Os que ali estavam se agitaram. Podia ouvir suas vozes erguendo-se de forma conturbada enquanto opinavam e
me chamavam de mentiroso. O minotauro teve trabalho para acalma-los e restabelecer a ordem.
- Matilda Olafson. Poderia por favor nos dar sua opinião sobre o caso? – Matilda se aproximou e ficou ao meu
lado. Sem me dar atenção, como se não existisse.
- Eu conheço o comandante Dorian, ele me serviu três vezes em batalha e devo dizer que uma delas foi
contra um exercito de mortos comandando por um necromante que na época acreditávamos ser Gaspar – ela
finalmente me dirigiu o olhar – Se existe um traidor, então é este homem aqui ajoelhado.
- Não! – gritei – Traga-o aqui, faça-o dizer sua versão e confessar seus crimes!
- Impossível, ele esta em uma missão.
- Então vocês vão perder mais de seus homens! Vocês precisam acreditar em mim!
- Calado traidor. Não aceito que um de meus homens tenha traído nossa causa – ela dirigiu sua atenção ao juiz
– Eu não tenho mais nada a dizer e devo voltar a meus afazeres, temos uma guerra a ganhar. Faça o que quiser
com este traidor e que ele sirva de exemplo. O que senti naquele momento foi indescritível. Eu admirava
aquela mulher e poderia dizer que ela havia sido um dos motivos que me fez servir a nossa causa. Agora eu
estava ouvindo aquelas duras palavras de sua boca e sendo condenado por ela como um traidor. Eu tremia
imaginando meu destino, mas tremia mais ainda pensando que eu morreria como um inocente que serviu até
o fim de sua vida enquanto o verdadeiro culpado estava em algum lugar, conduzindo suas próximas vitimas.

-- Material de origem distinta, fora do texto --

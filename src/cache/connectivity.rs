//! Online/offline signal shared between lookups and the outbox.

use std::sync::Arc;
use std::time::Duration;
use tokio::net::TcpStream;
use tokio::sync::watch;

/// A boolean connectivity signal that the host pushes changes into.
///
/// Clones share the same underlying state.
#[derive(Clone, Debug)]
pub struct Connectivity {
  tx: Arc<watch::Sender<bool>>,
}

impl Connectivity {
  pub fn new(online: bool) -> Self {
    let (tx, _rx) = watch::channel(online);
    Self { tx: Arc::new(tx) }
  }

  pub fn online() -> Self {
    Self::new(true)
  }

  pub fn offline() -> Self {
    Self::new(false)
  }

  pub fn is_online(&self) -> bool {
    *self.tx.borrow()
  }

  /// Update the state. Subscribers are only woken on an actual transition.
  pub fn set_online(&self, online: bool) {
    let changed = self.tx.send_if_modified(|current| {
      if *current == online {
        false
      } else {
        *current = online;
        true
      }
    });
    if changed {
      tracing::info!(online, "connectivity changed");
    }
  }

  /// Receive state changes.
  pub fn subscribe(&self) -> watch::Receiver<bool> {
    self.tx.subscribe()
  }
}

/// Decide whether the network is reachable by opening a TCP connection to
/// `addr` within `timeout`.
pub async fn probe(addr: &str, timeout: Duration) -> bool {
  match tokio::time::timeout(timeout, TcpStream::connect(addr)).await {
    Ok(Ok(_)) => true,
    Ok(Err(e)) => {
      tracing::debug!(addr, error = %e, "connectivity probe failed");
      false
    }
    Err(_) => {
      tracing::debug!(addr, "connectivity probe timed out");
      false
    }
  }
}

Me ergui abruptamente, o máximo quer as correntes permitiam e antes que pudesse falar, senti o golpe de
um cabo de espada em meu pescoço me jogando de volta ao chão. Cai tentando lutar contra a dor enquanto
escutava minha sentença ser proferida. Morte e imaginei que Philipe teria o mesmo destino em seu julgamento.
Perdi completamente as esperanças e fui acometido por uma sensação de completo vazio. Quase não senti
quando os guardas me seguraram e me arrastaram para fora do juri, conduzindo-me pelos extensos corredores
daquele lugar até os andares mais baixos e úmidos, que até então desconhecia.
Estranhei quando eles me levaram até uma pequena sala no qual havia apenas uma mesa, duas cadeiras velhas
e muito bolor. Um dos guardas me sentou e retirou os grilhões. Sentir meus pulsos livres novamente foi uma
das melhores coisas que me aconteceu naquele dia.
- Espere aqui – ele falou de forma autoritária e me deixou sozinho naquela sala, imaginando o que iria acontecer.
Alguns minutos depois a porta foi novamente aberta e o membro da ordem que estava no julgamento entrou.
Ele vestia as vestes clássicas da ordem e me lembrava muito o próprio Dr. Valle praga.
- Jonas certo?
- Sim.
- Com sede? Fome? Posso pedir algo para você se quiser.
- O que você quer comigo? Eu já disse tudo o que podia.
- Eu tenho certeza disso – sua voz era calma e ele falava de forma pausada – E acredito em você.
Aquilo me pegou de surpresa.
- Conheço um homem honesto que diz a verdade quando a morte o abraça. Ossos do oficio eu diria.
- Você vai me ajudar?
- Não.
Senti minha última esperança indo embora.
- Você quem irá me ajudar – ele fez uma pausa momentânea e calculada – Para todo os fins você esta morto.
Jonas o traidor foi executado. Bem vindo a ordem Thomas. E foi assim que me tornei quem era hoje. Thomas
membro da ordem, encarregado de fazer o que poucos teriam coragem e de buscar o homem que traiu nossa
causa e nosso amado rei após seu repentino desaparecimento.
E devo confessar que gostava daquilo.